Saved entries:
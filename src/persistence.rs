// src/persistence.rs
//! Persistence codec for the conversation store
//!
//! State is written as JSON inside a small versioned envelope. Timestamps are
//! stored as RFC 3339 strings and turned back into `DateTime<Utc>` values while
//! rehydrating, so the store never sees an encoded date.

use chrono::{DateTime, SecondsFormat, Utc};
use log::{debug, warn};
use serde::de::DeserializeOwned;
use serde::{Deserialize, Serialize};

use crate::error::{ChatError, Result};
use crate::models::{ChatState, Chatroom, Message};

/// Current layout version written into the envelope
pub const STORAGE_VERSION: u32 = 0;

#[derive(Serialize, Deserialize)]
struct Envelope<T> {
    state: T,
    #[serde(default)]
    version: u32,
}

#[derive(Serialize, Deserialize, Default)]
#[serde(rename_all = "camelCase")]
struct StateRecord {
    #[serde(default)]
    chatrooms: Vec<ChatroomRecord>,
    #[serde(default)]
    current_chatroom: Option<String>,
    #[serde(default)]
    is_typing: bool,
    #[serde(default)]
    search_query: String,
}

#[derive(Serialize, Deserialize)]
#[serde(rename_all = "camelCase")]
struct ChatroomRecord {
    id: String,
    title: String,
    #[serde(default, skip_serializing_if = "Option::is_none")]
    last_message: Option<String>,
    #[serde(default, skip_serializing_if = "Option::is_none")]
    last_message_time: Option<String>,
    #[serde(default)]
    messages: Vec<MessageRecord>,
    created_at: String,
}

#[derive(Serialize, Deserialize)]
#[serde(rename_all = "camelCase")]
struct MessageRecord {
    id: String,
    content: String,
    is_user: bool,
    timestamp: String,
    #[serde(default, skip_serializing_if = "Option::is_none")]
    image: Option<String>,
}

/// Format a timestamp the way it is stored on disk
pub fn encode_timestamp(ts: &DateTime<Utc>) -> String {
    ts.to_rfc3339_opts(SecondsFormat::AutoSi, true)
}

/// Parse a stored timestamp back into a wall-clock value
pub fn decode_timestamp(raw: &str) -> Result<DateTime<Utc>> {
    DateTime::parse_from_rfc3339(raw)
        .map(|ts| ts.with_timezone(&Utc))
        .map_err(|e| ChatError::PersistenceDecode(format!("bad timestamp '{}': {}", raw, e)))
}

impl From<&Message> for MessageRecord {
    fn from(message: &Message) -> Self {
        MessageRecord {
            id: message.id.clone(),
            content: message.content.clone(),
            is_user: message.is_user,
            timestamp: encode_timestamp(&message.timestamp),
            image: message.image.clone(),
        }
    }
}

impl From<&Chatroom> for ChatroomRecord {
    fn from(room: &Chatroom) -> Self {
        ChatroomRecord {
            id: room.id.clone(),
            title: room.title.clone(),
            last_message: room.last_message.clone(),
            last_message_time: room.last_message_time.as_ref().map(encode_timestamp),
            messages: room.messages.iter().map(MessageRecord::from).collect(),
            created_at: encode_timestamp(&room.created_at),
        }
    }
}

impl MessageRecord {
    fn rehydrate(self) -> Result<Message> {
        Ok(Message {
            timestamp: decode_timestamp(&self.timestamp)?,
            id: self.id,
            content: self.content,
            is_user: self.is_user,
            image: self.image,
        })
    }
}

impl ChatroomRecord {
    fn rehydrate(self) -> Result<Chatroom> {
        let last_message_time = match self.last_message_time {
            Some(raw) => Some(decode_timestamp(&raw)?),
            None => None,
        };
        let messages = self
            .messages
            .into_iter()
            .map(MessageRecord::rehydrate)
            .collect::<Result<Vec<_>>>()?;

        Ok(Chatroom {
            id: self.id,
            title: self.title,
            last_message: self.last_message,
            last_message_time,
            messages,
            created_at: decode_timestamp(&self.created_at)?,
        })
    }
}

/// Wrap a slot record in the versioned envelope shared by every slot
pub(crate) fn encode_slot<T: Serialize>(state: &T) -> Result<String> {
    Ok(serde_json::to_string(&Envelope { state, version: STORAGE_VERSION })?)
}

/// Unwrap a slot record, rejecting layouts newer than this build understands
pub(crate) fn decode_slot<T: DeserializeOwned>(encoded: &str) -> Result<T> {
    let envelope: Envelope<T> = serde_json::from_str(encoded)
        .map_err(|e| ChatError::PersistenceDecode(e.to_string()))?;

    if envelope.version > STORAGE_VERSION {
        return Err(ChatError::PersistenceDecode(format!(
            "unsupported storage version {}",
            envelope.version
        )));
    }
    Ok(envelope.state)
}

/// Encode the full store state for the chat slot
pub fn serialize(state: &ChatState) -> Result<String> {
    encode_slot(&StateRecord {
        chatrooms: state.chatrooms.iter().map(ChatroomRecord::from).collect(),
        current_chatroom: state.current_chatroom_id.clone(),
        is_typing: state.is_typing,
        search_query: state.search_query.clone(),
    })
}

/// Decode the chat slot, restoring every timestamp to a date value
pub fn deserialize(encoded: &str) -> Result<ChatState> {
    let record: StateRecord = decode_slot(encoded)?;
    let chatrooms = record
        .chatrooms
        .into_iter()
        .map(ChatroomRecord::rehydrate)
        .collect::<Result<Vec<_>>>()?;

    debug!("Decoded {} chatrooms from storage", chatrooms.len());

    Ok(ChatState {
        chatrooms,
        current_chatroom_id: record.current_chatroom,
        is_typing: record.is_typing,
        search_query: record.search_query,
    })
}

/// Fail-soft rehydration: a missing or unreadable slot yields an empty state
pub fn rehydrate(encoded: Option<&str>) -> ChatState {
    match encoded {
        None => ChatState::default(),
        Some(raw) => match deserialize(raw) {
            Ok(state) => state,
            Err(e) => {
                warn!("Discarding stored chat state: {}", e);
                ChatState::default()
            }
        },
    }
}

## YOUR INSTRUCTIONS
Write out all the data again, exactly as it appears.

## WRITTEN SOLUTION
filename src/persistence.rs
// src/persistence.rs
//! Persistence codec for the conversation store
//!
//! State is written as JSON inside a small versioned envelope. Timestamps are
//! stored as RFC 3339 strings and turned back into `DateTime<Utc>` values while
//! rehydrating, so the store never sees an encoded date.

use chrono::{DateTime, SecondsFormat, Utc};
use log::{debug, warn};
use serde::de::DeserializeOwned;
use serde::{Deserialize, Serialize};

use crate::error::{ChatError, Result};
use crate::models::{ChatState, Chatroom, Message};

/// Current layout version written into the envelope
pub const STORAGE_VERSION: u32 = 0;

#[derive(Serialize, Deserialize)]
struct Envelope<T> {
    state: T,
    #[serde(default)]
    version: u32,
}

#[derive(Serialize, Deserialize, Default)]
#[serde(rename_all = "camelCase")]
struct StateRecord {
    #[serde(default)]
    chatrooms: Vec<ChatroomRecord>,
    #[serde(default)]
    current_chatroom: Option<String>,
    #[serde(default)]
    is_typing: bool,
    #[serde(default)]
    search_query: String,
}

#[derive(Serialize, Deserialize)]
#[serde(rename_all = "camelCase")]
struct ChatroomRecord {
    id: String,
    title: String,
    #[serde(default, skip_serializing_if = "Option::is_none")]
    last_message: Option<String>,
    #[serde(default, skip_serializing_if = "Option::is_none")]
    last_message_time: Option<String>,
    #[serde(default)]
    messages: Vec<MessageRecord>,
    created_at: String,
}

#[derive(Serialize, Deserialize)]
#[serde(rename_all = "camelCase")]
struct MessageRecord {
    id: String,
    content: String,
    is_user: bool,
    timestamp: String,
    #[serde(default, skip_serializing_if = "Option::is_none")]
    image: Option<String>,
}

/// Format a timestamp the way it is stored on disk
pub fn encode_timestamp(ts: &DateTime<Utc>) -> String {
    ts.to_rfc3339_opts(SecondsFormat::AutoSi, true)
}

/// Parse a stored timestamp back into a wall-clock value
pub fn decode_timestamp(raw: &str) -> Result<DateTime<Utc>> {
    DateTime::parse_from_rfc3339(raw)
        .map(|ts| ts.with_timezone(&Utc))
        .map_err(|e| ChatError::PersistenceDecode(format!("bad timestamp '{}': {}", raw, e)))
}

impl From<&Message> for MessageRecord {
    fn from(message: &Message) -> Self {
        MessageRecord {
            id: message.id.clone(),
            content: message.content.clone(),
            is_user: message.is_user,
            timestamp: encode_timestamp(&message.timestamp),
            image: message.image.clone(),
        }
    }
}

impl From<&Chatroom> for ChatroomRecord {
    fn from(room: &Chatroom) -> Self {
        ChatroomRecord {
            id: room.id.clone(),
            title: room.title.clone(),
            last_message: room.last_message.clone(),
            last_message_time: room.last_message_time.as_ref().map(encode_timestamp),
            messages: room.messages.iter().map(MessageRecord::from).collect(),
            created_at: encode_timestamp(&room.created_at),
        }
    }
}

impl MessageRecord {
    fn rehydrate(self) -> Result<Message> {
        Ok(Message {
            timestamp: decode_timestamp(&self.timestamp)?,
            id: self.id,
            content: self.content,
            is_user: self.is_user,
            image: self.image,
        })
    }
}

impl ChatroomRecord {
    fn rehydrate(self) -> Result<Chatroom> {
        let last_message_time = match self.last_message_time {
            Some(raw) => Some(decode_timestamp(&raw)?),
            None => None,
        };
        let messages = self
            .messages
            .into_iter()
            .map(MessageRecord::rehydrate)
            .collect::<Result<Vec<_>>>()?;

        Ok(Chatroom {
            id: self.id,
            title: self.title,
            last_message: self.last_message,
            last_message_time,
            messages,
            created_at: decode_timestamp(&self.created_at)?,
        })
    }
}

/// Wrap a slot record in the versioned envelope shared by every slot
pub(crate) fn encode_slot<T: Serialize>(state: &T) -> Result<String> {
    Ok(serde_json::to_string(&Envelope { state, version: STORAGE_VERSION })?)
}

/// Unwrap a slot record, rejecting layouts newer than this build understands
pub(crate) fn decode_slot<T: DeserializeOwned>(encoded: &str) -> Result<T> {
    let envelope: Envelope<T> = serde_json::from_str(encoded)
        .map_err(|e| ChatError::PersistenceDecode(e.to_string()))?;

    if envelope.version > STORAGE_VERSION {
        return Err(ChatError::PersistenceDecode(format!(
            "unsupported storage version {}",
            envelope.version
        )));
    }
    Ok(envelope.state)
}

/// Encode the full store state for the chat slot
pub fn serialize(state: &ChatState) -> Result<String> {
    encode_slot(&StateRecord {
        chatrooms: state.chatrooms.iter().map(ChatroomRecord::from).collect(),
        current_chatroom: state.current_chatroom_id.clone(),
        is_typing: state.is_typing,
        search_query: state.search_query.clone(),
    })
}

/// Decode the chat slot, restoring every timestamp to a date value
pub fn deserialize(encoded: &str) -> Result<ChatState> {
    let record: StateRecord = decode_slot(encoded)?;
    let chatrooms = record
        .chatrooms
        .into_iter()
        .map(ChatroomRecord::rehydrate)
        .collect::<Result<Vec<_>>>()?;

    debug!("Decoded {} chatrooms from storage", chatrooms.len());

    Ok(ChatState {
        chatrooms,
        current_chatroom_id: record.current_chatroom,
        is_typing: record.is_typing,
        search_query: record.search_query,
    })
}

/// Fail-soft rehydration: a missing or unreadable slot yields an empty state
pub fn rehydrate(encoded: Option<&str>) -> ChatState {
    match encoded {
        None => ChatState::default(),
        Some(raw) => match deserialize(raw) {
            Ok(state) => state,
            Err(e) => {
                warn!("Discarding stored chat state: {}", e);
                ChatState::default()
            }
        },
    }
}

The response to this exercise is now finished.